Um outro apoio interessante veio do satirista Mark Humphries, que fez um vídeo criando a linha de apoio Greta Thunberg, para a qual homens brancos furiosos podem ligar para contar suas angústias. “Se você é um homem adulto precisando gritar com uma menina, a helpline está aqui para te tolerar”. Outras frases bacanas incluem: “Entendemos que crianças agindo como adultos fazem adultos agirem como crianças” e “Porque quando falamos de mudanças climáticas, todos sabemos que Greta é o verdadeiro problema”.
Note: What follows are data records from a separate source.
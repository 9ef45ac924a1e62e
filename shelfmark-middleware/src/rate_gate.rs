//! Sliding-window admission control, one window per source.
//!
//! Each window admits at most `capacity` lookups in any trailing 60-second interval. Callers
//! for the same source serialize through a single admission slot: whoever holds the slot
//! prunes expired timestamps, then either records an admission or sleeps until the oldest
//! timestamp ages out. Admission order is lock-arrival order and is not strictly fair; a late
//! arrival can wait through several windows under sustained contention.

use std::collections::{HashMap, VecDeque};
use std::sync::{Arc, Mutex, PoisonError};
use std::time::Duration;

use shelfmark_core::{ShelfmarkError, Source};
use tokio::time::{Instant, sleep_until};
use tokio_util::sync::CancellationToken;

/// Length of the rolling window.
pub const WINDOW: Duration = Duration::from_secs(60);

/// Admission state for a single source.
#[derive(Debug)]
pub struct SlidingWindow {
    capacity: usize,
    window: Duration,
    slot: tokio::sync::Mutex<()>,
    admitted: Mutex<VecDeque<Instant>>,
}

impl SlidingWindow {
    /// A 60-second window admitting `capacity` lookups. A capacity of zero is treated as one.
    #[must_use]
    pub fn new(capacity: u32) -> Self {
        Self::with_window(capacity, WINDOW)
    }

    /// A window of arbitrary length.
    #[must_use]
    pub fn with_window(capacity: u32, window: Duration) -> Self {
        let capacity = usize::try_from(capacity.max(1)).unwrap_or(usize::MAX);
        Self {
            capacity,
            window,
            slot: tokio::sync::Mutex::new(()),
            admitted: Mutex::new(VecDeque::with_capacity(capacity.min(1024))),
        }
    }

    /// Maximum admissions per window.
    #[must_use]
    pub const fn capacity(&self) -> usize {
        self.capacity
    }

    /// Number of admissions recorded within the trailing window.
    #[must_use]
    pub fn admitted_in_window(&self) -> usize {
        let now = Instant::now();
        let admitted = self.admitted.lock().unwrap_or_else(PoisonError::into_inner);
        admitted
            .iter()
            .filter(|t| now.duration_since(**t) < self.window)
            .count()
    }

    /// Wait until a lookup may proceed, then record it.
    ///
    /// # Errors
    /// Returns `ShelfmarkError::Cancelled` if `cancel` fires before admission. A cancelled
    /// caller never records a timestamp.
    pub async fn acquire(&self, cancel: &CancellationToken) -> Result<(), ShelfmarkError> {
        let _slot = tokio::select! {
            biased;
            () = cancel.cancelled() => return Err(ShelfmarkError::Cancelled),
            guard = self.slot.lock() => guard,
        };

        loop {
            let Some(deadline) = self.try_admit(Instant::now()) else {
                return Ok(());
            };

            #[cfg(feature = "tracing")]
            tracing::debug!(
                wait_ms = u64::try_from(
                    deadline.saturating_duration_since(Instant::now()).as_millis()
                )
                .unwrap_or(u64::MAX),
                capacity = self.capacity,
                "rate window full; waiting for oldest admission to expire"
            );

            tokio::select! {
                biased;
                () = cancel.cancelled() => return Err(ShelfmarkError::Cancelled),
                () = sleep_until(deadline) => {}
            }
        }
    }

    /// Prune and admit at `now`. Returns the instant to retry at when the window is full.
    fn try_admit(&self, now: Instant) -> Option<Instant> {
        let mut admitted = self.admitted.lock().unwrap_or_else(PoisonError::into_inner);
        while admitted
            .front()
            .is_some_and(|t| now.duration_since(*t) >= self.window)
        {
            admitted.pop_front();
        }
        if admitted.len() < self.capacity {
            admitted.push_back(now);
            return None;
        }
        // capacity >= 1, so a full window has a front entry
        admitted.front().map(|oldest| *oldest + self.window)
    }
}

/// Per-source rate gate.
///
/// Windows are created on first use from the configured limit, or from
/// [`Source::default_rate_limit`] when none was configured, and live as long as the gate.
#[derive(Debug, Default)]
pub struct RateGate {
    limits: HashMap<Source, u32>,
    windows: Mutex<HashMap<Source, Arc<SlidingWindow>>>,
}

impl RateGate {
    /// A gate using the default limit of every source.
    #[must_use]
    pub fn new() -> Self {
        Self::default()
    }

    /// A gate with explicit per-minute limits.
    #[must_use]
    pub fn with_limits(limits: impl IntoIterator<Item = (Source, u32)>) -> Self {
        Self {
            limits: limits.into_iter().collect(),
            windows: Mutex::new(HashMap::new()),
        }
    }

    /// Configured per-minute limit for `source`.
    #[must_use]
    pub fn limit(&self, source: Source) -> u32 {
        self.limits
            .get(&source)
            .copied()
            .unwrap_or_else(|| source.default_rate_limit())
    }

    /// The shared window for `source`.
    #[must_use]
    pub fn window(&self, source: Source) -> Arc<SlidingWindow> {
        let mut windows = self.windows.lock().unwrap_or_else(PoisonError::into_inner);
        Arc::clone(
            windows
                .entry(source)
                .or_insert_with(|| Arc::new(SlidingWindow::new(self.limit(source)))),
        )
    }

    /// Wait for admission on `source`'s window.
    ///
    /// # Errors
    /// Returns `ShelfmarkError::Cancelled` if `cancel` fires before admission.
    pub async fn acquire(
        &self,
        source: Source,
        cancel: &CancellationToken,
    ) -> Result<(), ShelfmarkError> {
        self.window(source).acquire(cancel).await
    }
}
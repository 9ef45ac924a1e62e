use shelfmark_core::open_library::{
    BibKey, Book, BooksResponse, Cover, Excerpt, Identifiers, Named, SearchDoc, SearchResponse,
};

use super::catalogue::FixtureBook;

fn named(values: &[&str]) -> Vec<Named> {
    values
        .iter()
        .map(|v| Named {
            url: None,
            name: Some((*v).to_string()),
        })
        .collect()
}

pub fn book(b: &FixtureBook) -> Book {
    let cover = |size: &str| format!("https://covers.openlibrary.org/b/id/{}-{size}.jpg", b.cover_id);
    Book {
        url: Some(b.edition_url.to_string()),
        title: Some(b.title.to_string()),
        subtitle: b.subtitle.map(str::to_string),
        authors: named(b.authors),
        publishers: named(&[b.publisher]),
        publish_date: Some(b.publish_date_text.to_string()),
        identifiers: Some(Identifiers {
            isbn_10: vec![b.isbn10.to_string()],
            isbn_13: vec![b.isbn13.to_string()],
            ..Identifiers::default()
        }),
        subjects: named(b.categories),
        excerpts: vec![Excerpt {
            text: Some(b.description.to_string()),
        }],
        cover: Some(Cover {
            small: Some(cover("S")),
            medium: Some(cover("M")),
            large: Some(cover("L")),
        }),
        number_of_pages: None,
    }
}

pub fn books_response(isbn: &str, b: &FixtureBook) -> BooksResponse {
    BooksResponse::single(BibKey::isbn(isbn), book(b))
}

pub fn doc(b: &FixtureBook) -> SearchDoc {
    SearchDoc {
        key: Some(b.work_key.to_string()),
        title: Some(b.title.to_string()),
        subtitle: b.subtitle.map(str::to_string),
        author_name: b.authors.iter().map(|a| (*a).to_string()).collect(),
        first_publish_year: Some(b.first_publish_year),
        isbn: vec![b.isbn13.to_string(), b.isbn10.to_string()],
        publisher: vec![b.publisher.to_string()],
        language: vec!["eng".to_string()],
        subject: b.categories.iter().map(|c| (*c).to_string()).collect(),
        cover_id: Some(b.cover_id),
        edition_count: Some(1),
        ..SearchDoc::default()
    }
}

pub fn search_response<'a>(books: impl IntoIterator<Item = &'a FixtureBook>) -> SearchResponse {
    let docs: Vec<SearchDoc> = books.into_iter().map(doc).collect();
    SearchResponse {
        num_found: u32::try_from(docs.len()).unwrap_or(u32::MAX),
        start: 0,
        docs,
    }
}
Não vou negar que vi também algumas pessoas de esquerda lançando teorias conspiratórias absurdas, como a que os ataques a Greta e ao cacique Raoni seriam tentativas de impedir que Lula leve o Nobel da Paz. Mas é indiscutível que os maiores ataques a Greta são feitos pela direita, e não qualquer direita, mas uma extrema direita organizada, machista, negacionista de problemas ambientais, principalmente do colapso climático. Uma direita que eu, infelizmente, vim a conhecer tão bem, porque ela me ataca há anos. E por que essa mesma direita ataca Greta? Porque Greta diz com todas as letras que o capitalismo global falhou. Ela expõe a masculinidade frágil. E são eles, não nós, que precisam pedir desculpas.